You'd think so, but given the amount of threads on here where people have to ask if a relationship is abusive (or through posting find out it is), I think you'll find it isn't always clear-cut

GrannyHaddock · 22/08/2019 11:26

Part of my early training consisted of "Always "go" before you go". Good advice but maybe can lead to toilet anxiety before travelling. Our large and widely spaced motorway places do not help with this.The French have got the right idea with their simple "aires" every few kilometres where you can make a quick stop, wee, stretch legs and get back on the road. And no shops to lure the children

FaerieKiss · 22/08/2019 13:40

Oh thank God I'm not alone anymore, I really thought it was just me chained to a faffer.

I swear he wasn't like this when we met, else I'd never stayed with him. The faffing has slowly crept up on me as he gets into middle age.

In the last few years he's started to take longer and longer to leave the house. His particular speciality is roaming slowly around the downstairs and pausing in doorways, getting in everyone else's way as they're heading for the front door.

Heading off on holiday is a real crisis point. He has nothing to do with packing so instead spends forever faffing about with umpteen time-delay plugs and rearranging all the lamps to be infront of windows for maximum on/off visibility. The night before we travel he sets his phone alarm, which has never let him down in fifteen years, but he can never sleep because he's convinced the alarm won't go off. So he starts a very stressful day already shattered. Then there's the drama of setting the house alarm, the fretting about airport check in, the stress about are the cases too heavy.

His latest trick is to suddenly detour to the loo the moment I announce dinner is ready. Why? Why? His Dad always did this and the rest of the family had to watch their meals go cold every single time. It drove DH mad apparently.

DH used to be laid back, bit reckless and maverick about life and it was incredibly sexy and fun. But now he's morphing into this fretting faffer dithering about weighing suitcases and constantly counting he has the right number of passports. It's so annoying.

TheresWaldo · 22/08/2019 14:21

DH always feels the need to do unnecessary things when we are about to go on holiday. So instead of packing, he will hoover, or wash the car (but not put diesel in it) or do a spot of light gardening, whilst I am running round like a headless chicken. Then he will start on his case about 10 mins before we are meant to leave. Drives me bonkers!

LiveInAHidingPlace · 22/08/2019 14:26

I couldn't live with that, I'd just leave without him.

I have an ex who did that kind of stuff and it was definitely a control thing for him so I am very wary of that behaviour now.

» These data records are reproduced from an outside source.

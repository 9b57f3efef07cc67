use alloc::collections::BTreeSet;
use alloc::vec::Vec;
use serde::{Deserialize, Serialize};

use super::*;

/// Places mines from a predetermined layout, for curated boards and reproducible scenarios.
///
/// Layout cells that fall inside the opening's exclusion zone are skipped, the shortfall is made
/// up from the remaining candidates in row-major order.
#[derive(Clone, Debug, PartialEq, Serialize, Deserialize)]
pub struct FixedMinePlacer {
    layout: BTreeSet<Coord2>,
}

impl FixedMinePlacer {
    pub fn new(layout: impl IntoIterator<Item = Coord2>) -> Self {
        Self {
            layout: layout.into_iter().collect(),
        }
    }

    pub fn layout(&self) -> &BTreeSet<Coord2> {
        &self.layout
    }
}

impl MinePlacer for FixedMinePlacer {
    fn select(&mut self, candidates: Vec<Coord2>, count: usize) -> Vec<Coord2> {
        let mut selected: Vec<Coord2> = self
            .layout
            .iter()
            .copied()
            .filter(|coords| candidates.binary_search(coords).is_ok())
            .take(count)
            .collect();

        if selected.len() < self.layout.len().min(count) {
            log::debug!(
                "{} layout mines fell inside the opening, topping up",
                self.layout.len().min(count) - selected.len()
            );
        }

        for coords in candidates {
            if selected.len() >= count {
                break;
            }
            if !self.layout.contains(&coords) {
                selected.push(coords);
            }
        }

        selected
    }
}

limitedperiodonly · 22/08/2019 22:20

ExplodingCarrots and Vasya some posters are obsessed with what they call controlling and disrespectful behaviour and declaring there are things they will not put up with.

I was nearly two hours late for a second date. I don't think I am more important than anyone else, it was just that I driving 20 miles and misjudged the time and distance.

No mobile phones then and he didn't even have a landline. Luckily he was still there when I turned up sweating and apologetic. We celebrate 27 years of marriage next month.

But he could have just LTB (Leave the Bitch) for being grossly disrespectful rather than making a mistake.

PS He's had his moments too

FermatsTheorem · 22/08/2019 22:22

My ex was like this. I used to pretend we had to be places half an hour before we were actually due, to try to get him out the door on time. Unfortunately he eventually got wise to it.

DS is turning out to be a terrible faff too! To use my dad's favourite phrase "it's like launching a battleship" trying to get him out the house.

LiveInAHidingPlace · 22/08/2019 23:22

limited just because people have a different opinion to you doesn't mean they are "obsessed" with anything.

I could just as well say some people are "obsessed" with keeping the peace by ignoring such behaviour but that doesn't mean they are.

We all have different standards and opinions and that's ok.